#### MATERIAL SUPPLIED
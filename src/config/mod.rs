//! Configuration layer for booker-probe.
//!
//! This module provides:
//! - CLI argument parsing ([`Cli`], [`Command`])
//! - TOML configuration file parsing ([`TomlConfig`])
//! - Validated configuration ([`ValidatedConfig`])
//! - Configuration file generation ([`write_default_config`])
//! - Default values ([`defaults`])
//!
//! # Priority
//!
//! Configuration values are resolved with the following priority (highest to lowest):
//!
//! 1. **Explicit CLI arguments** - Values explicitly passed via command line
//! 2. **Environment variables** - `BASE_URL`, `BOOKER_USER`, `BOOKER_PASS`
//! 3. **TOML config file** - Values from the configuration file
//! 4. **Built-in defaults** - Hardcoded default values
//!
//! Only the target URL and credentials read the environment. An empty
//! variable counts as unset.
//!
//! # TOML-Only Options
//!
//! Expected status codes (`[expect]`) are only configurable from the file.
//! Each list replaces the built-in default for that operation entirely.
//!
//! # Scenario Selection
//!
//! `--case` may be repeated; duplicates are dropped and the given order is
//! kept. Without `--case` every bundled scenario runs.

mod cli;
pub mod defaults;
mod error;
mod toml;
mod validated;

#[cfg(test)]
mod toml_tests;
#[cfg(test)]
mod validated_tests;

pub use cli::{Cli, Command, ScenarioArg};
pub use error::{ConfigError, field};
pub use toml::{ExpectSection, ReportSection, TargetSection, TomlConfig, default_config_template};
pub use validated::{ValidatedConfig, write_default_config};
########
#### MATERIAL SUPPLIED
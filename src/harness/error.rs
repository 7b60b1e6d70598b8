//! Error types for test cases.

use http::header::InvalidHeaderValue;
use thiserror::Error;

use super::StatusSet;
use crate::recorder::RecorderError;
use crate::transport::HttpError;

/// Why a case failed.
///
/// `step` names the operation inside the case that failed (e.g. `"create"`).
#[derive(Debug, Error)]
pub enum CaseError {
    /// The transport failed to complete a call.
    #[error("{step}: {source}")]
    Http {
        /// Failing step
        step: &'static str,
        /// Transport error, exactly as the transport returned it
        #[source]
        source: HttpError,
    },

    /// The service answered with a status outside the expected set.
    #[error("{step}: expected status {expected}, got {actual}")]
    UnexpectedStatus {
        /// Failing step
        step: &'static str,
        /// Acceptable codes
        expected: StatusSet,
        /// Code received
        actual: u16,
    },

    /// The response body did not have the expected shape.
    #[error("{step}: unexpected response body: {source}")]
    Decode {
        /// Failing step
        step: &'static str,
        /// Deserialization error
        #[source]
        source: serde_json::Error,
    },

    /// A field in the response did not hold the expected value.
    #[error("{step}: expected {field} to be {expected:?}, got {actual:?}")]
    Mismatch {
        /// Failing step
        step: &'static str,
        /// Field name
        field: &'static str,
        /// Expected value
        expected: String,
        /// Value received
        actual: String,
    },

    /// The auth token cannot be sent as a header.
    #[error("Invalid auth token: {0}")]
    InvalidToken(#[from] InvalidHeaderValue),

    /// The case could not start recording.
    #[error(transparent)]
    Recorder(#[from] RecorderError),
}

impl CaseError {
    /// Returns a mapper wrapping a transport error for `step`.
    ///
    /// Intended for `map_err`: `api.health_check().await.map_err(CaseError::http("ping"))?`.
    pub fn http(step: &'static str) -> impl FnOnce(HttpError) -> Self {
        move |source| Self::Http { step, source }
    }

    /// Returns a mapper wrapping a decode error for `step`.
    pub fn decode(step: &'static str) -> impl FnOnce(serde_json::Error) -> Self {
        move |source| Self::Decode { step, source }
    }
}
########
#### MATERIAL SUPPLIED
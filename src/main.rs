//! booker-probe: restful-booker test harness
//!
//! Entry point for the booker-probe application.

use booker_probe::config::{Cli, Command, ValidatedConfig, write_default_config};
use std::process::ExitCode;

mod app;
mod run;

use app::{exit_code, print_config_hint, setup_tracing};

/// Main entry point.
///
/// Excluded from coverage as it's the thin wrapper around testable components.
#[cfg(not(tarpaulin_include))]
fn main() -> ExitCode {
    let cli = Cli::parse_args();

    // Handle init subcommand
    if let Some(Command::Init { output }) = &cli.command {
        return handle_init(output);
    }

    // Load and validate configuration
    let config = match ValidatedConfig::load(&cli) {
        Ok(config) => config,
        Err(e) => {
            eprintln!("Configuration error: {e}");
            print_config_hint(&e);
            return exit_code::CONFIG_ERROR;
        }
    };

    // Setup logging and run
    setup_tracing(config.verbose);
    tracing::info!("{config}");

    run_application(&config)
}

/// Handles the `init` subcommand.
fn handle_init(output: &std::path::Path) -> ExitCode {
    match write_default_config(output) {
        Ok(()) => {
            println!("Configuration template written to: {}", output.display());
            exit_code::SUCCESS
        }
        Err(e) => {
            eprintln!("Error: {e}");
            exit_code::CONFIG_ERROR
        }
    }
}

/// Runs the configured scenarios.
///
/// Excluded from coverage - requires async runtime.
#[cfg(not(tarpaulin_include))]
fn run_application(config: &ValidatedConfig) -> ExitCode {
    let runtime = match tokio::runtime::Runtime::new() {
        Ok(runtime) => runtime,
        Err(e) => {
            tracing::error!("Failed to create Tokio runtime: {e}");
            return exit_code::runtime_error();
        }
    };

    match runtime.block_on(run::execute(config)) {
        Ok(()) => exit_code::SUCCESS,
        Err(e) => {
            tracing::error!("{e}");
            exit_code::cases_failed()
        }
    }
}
########
WHAT TO PRODUCE
Pick out every line above that contains the word "from" and copy it.

SOLUTION FOR THIS TASK
//! 3. **TOML config file** - Values from the configuration file
//! Expected status codes (`[expect]`) are only configurable from the file.
    InvalidToken(#[from] InvalidHeaderValue),
    Recorder(#[from] RecorderError),
/// Excluded from coverage as it's the thin wrapper around testable components.
/// Excluded from coverage - requires async runtime.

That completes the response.